--- Data supplied ---

use base64::{Engine as _, engine::general_purpose};
use reqwest::Client;
use serde::{Deserialize, Serialize};
use serde_json::json;

use crate::domain::{
    common::entities::app_errors::CoreError,
    receipt_analysis::{ports::LlmClient, value_objects::ReceiptImage},
};
use crate::infrastructure::llm::classify_status;

const CHAT_COMPLETIONS_URL: &str = "https://api.perplexity.ai/chat/completions";

#[derive(Debug, Clone)]
pub struct PerplexityLlmClient {
    api_key: Option<String>,
    model_name: String,
    client: Client,
}

#[derive(Debug, Serialize)]
struct ChatRequest {
    model: String,
    messages: Vec<Message>,
    #[serde(skip_serializing_if = "Option::is_none")]
    response_format: Option<serde_json::Value>,
}

#[derive(Debug, Serialize)]
struct Message {
    role: &'static str,
    content: Vec<ContentPart>,
}

#[derive(Debug, Serialize)]
#[serde(tag = "type", rename_all = "snake_case")]
enum ContentPart {
    Text { text: String },
    ImageUrl { image_url: ImageUrl },
}

#[derive(Debug, Serialize)]
struct ImageUrl {
    url: String,
}

#[derive(Debug, Deserialize)]
struct ChatResponse {
    choices: Vec<Choice>,
}

#[derive(Debug, Deserialize)]
struct Choice {
    message: AssistantMessage,
}

#[derive(Debug, Deserialize)]
struct AssistantMessage {
    content: String,
}

impl PerplexityLlmClient {
    pub fn new(api_key: Option<String>, model_name: String) -> Self {
        Self {
            api_key,
            model_name,
            client: Client::new(),
        }
    }

    async fn call_chat_api(&self, request: ChatRequest) -> Result<String, CoreError> {
        let api_key = self.api_key.as_deref().ok_or(CoreError::ProviderAuthMissing)?;

        let response = self
            .client
            .post(CHAT_COMPLETIONS_URL)
            .bearer_auth(api_key)
            .json(&request)
            .send()
            .await
            .map_err(|e| {
                tracing::error!("Perplexity API request failed: {}", e);
                CoreError::ProviderUnavailable(format!("LLM API error: {}", e))
            })?;

        let status = response.status();
        if !status.is_success() {
            let error_text = response.text().await.unwrap_or_default();
            tracing::error!("Perplexity API error: {} - {}", status, error_text);
            return Err(classify_status(status, error_text));
        }

        let chat_response: ChatResponse = response.json().await.map_err(|e| {
            tracing::error!("Failed to parse Perplexity response: {}", e);
            CoreError::ProviderCallFailed(format!("Failed to parse LLM response: {}", e))
        })?;

        chat_response
            .choices
            .into_iter()
            .next()
            .map(|choice| choice.message.content)
            .ok_or_else(|| CoreError::ProviderCallFailed("No response from LLM".to_string()))
    }
}

impl LlmClient for PerplexityLlmClient {
    async fn generate_with_image(
        &self,
        prompt: String,
        image: ReceiptImage,
        response_schema: serde_json::Value,
    ) -> Result<String, CoreError> {
        let base64_image = general_purpose::STANDARD.encode(&image.data);
        let data_url = format!("data:{};base64,{}", image.mime.as_str(), base64_image);

        let request = ChatRequest {
            model: self.model_name.clone(),
            messages: vec![Message {
                role: "user",
                content: vec![
                    ContentPart::Text { text: prompt },
                    ContentPart::ImageUrl {
                        image_url: ImageUrl { url: data_url },
                    },
                ],
            }],
            response_format: Some(json!({
                "type": "json_schema",
                "json_schema": { "schema": response_schema }
            })),
        };

        self.call_chat_api(request).await
    }
}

---

**The task:** Find the word "ChatRequest" in the entries and show each line where it is found.

**Expected output:**
struct ChatRequest {
    async fn call_chat_api(&self, request: ChatRequest) -> Result<String, CoreError> {
        let request = ChatRequest {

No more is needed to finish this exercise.